* Work item *
Repeat every entry exactly as it appears.

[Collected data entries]

════════════════════

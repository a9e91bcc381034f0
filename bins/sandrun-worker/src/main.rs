mod batch;
mod engine;

use sandrun_common::redis::RedisBackend;
use sandrun_common::Config;
use sandrun_engine::Orchestrator;
use std::sync::Arc;
use std::time::Duration;
use tokio::signal;
use tokio::sync::watch;
use tracing::{error, info, warn};
use tracing_subscriber::EnvFilter;

use crate::batch::Worker;

fn init_tracing() {
    let filter = EnvFilter::try_from_default_env().unwrap_or_else(|_| EnvFilter::new("info"));
    let json = std::env::var("LOG_FORMAT")
        .map(|format| format.eq_ignore_ascii_case("json"))
        .unwrap_or(false);

    if json {
        tracing_subscriber::fmt().json().with_env_filter(filter).init();
    } else {
        tracing_subscriber::fmt().with_env_filter(filter).init();
    }
}

#[tokio::main]
async fn main() -> anyhow::Result<()> {
    dotenvy::dotenv().ok();
    init_tracing();

    info!("Sandrun worker booting");

    let config = Config::from_env();
    tokio::fs::create_dir_all(&config.scratch_dir).await?;

    let backend = Arc::new(RedisBackend::open(
        &config.redis_url,
        Duration::from_secs(config.status_ttl_secs),
        Duration::from_secs(config.blob_ttl_secs),
    )?);

    // The connection manager retries on its own; a cold Redis only delays the first batch
    match backend.ping().await {
        Ok(()) => info!(redis_url = %config.redis_url, "Redis reachable"),
        Err(e) => warn!(redis_url = %config.redis_url, error = %e, "Redis not reachable yet"),
    }

    let worker = Arc::new(
        Worker::new(
            Arc::new(Orchestrator::from_config(&config)),
            backend.clone(),
            backend.clone(),
        )
        .with_concurrency(config.worker_concurrency),
    );

    info!(
        scratch_dir = %config.scratch_dir.display(),
        batch_size = config.batch_size,
        concurrency = config.worker_concurrency,
        "Worker configured"
    );

    let (stop, shutdown) = watch::channel(false);
    tokio::spawn(async move {
        if let Err(e) = signal::ctrl_c().await {
            error!(error = %e, "Failed to listen for shutdown signal");
            return;
        }
        info!("Received shutdown signal, draining current batch");
        let _ = stop.send(true);
    });

    let poll_timeout = Duration::from_secs_f64(config.poll_timeout_secs.max(0.0));
    worker
        .run_loop(backend, config.batch_size, poll_timeout, shutdown)
        .await;

    info!("Worker shutdown complete");
    Ok(())
}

════════════════════

* Result of this task *
repository a9e91bcc381034f0
filename bins/sandrun-worker/src/main.rs
mod batch;
mod engine;

use sandrun_common::redis::RedisBackend;
use sandrun_common::Config;
use sandrun_engine::Orchestrator;
use std::sync::Arc;
use std::time::Duration;
use tokio::signal;
use tokio::sync::watch;
use tracing::{error, info, warn};
use tracing_subscriber::EnvFilter;

use crate::batch::Worker;

fn init_tracing() {
    let filter = EnvFilter::try_from_default_env().unwrap_or_else(|_| EnvFilter::new("info"));
    let json = std::env::var("LOG_FORMAT")
        .map(|format| format.eq_ignore_ascii_case("json"))
        .unwrap_or(false);

    if json {
        tracing_subscriber::fmt().json().with_env_filter(filter).init();
    } else {
        tracing_subscriber::fmt().with_env_filter(filter).init();
    }
}

#[tokio::main]
async fn main() -> anyhow::Result<()> {
    dotenvy::dotenv().ok();
    init_tracing();

    info!("Sandrun worker booting");

    let config = Config::from_env();
    tokio::fs::create_dir_all(&config.scratch_dir).await?;

    let backend = Arc::new(RedisBackend::open(
        &config.redis_url,
        Duration::from_secs(config.status_ttl_secs),
        Duration::from_secs(config.blob_ttl_secs),
    )?);

    // The connection manager retries on its own; a cold Redis only delays the first batch
    match backend.ping().await {
        Ok(()) => info!(redis_url = %config.redis_url, "Redis reachable"),
        Err(e) => warn!(redis_url = %config.redis_url, error = %e, "Redis not reachable yet"),
    }

    let worker = Arc::new(
        Worker::new(
            Arc::new(Orchestrator::from_config(&config)),
            backend.clone(),
            backend.clone(),
        )
        .with_concurrency(config.worker_concurrency),
    );

    info!(
        scratch_dir = %config.scratch_dir.display(),
        batch_size = config.batch_size,
        concurrency = config.worker_concurrency,
        "Worker configured"
    );

    let (stop, shutdown) = watch::channel(false);
    tokio::spawn(async move {
        if let Err(e) = signal::ctrl_c().await {
            error!(error = %e, "Failed to listen for shutdown signal");
            return;
        }
        info!("Received shutdown signal, draining current batch");
        let _ = stop.send(true);
    });

    let poll_timeout = Duration::from_secs_f64(config.poll_timeout_secs.max(0.0));
    worker
        .run_loop(backend, config.batch_size, poll_timeout, shutdown)
        .await;

    info!("Worker shutdown complete");
    Ok(())
}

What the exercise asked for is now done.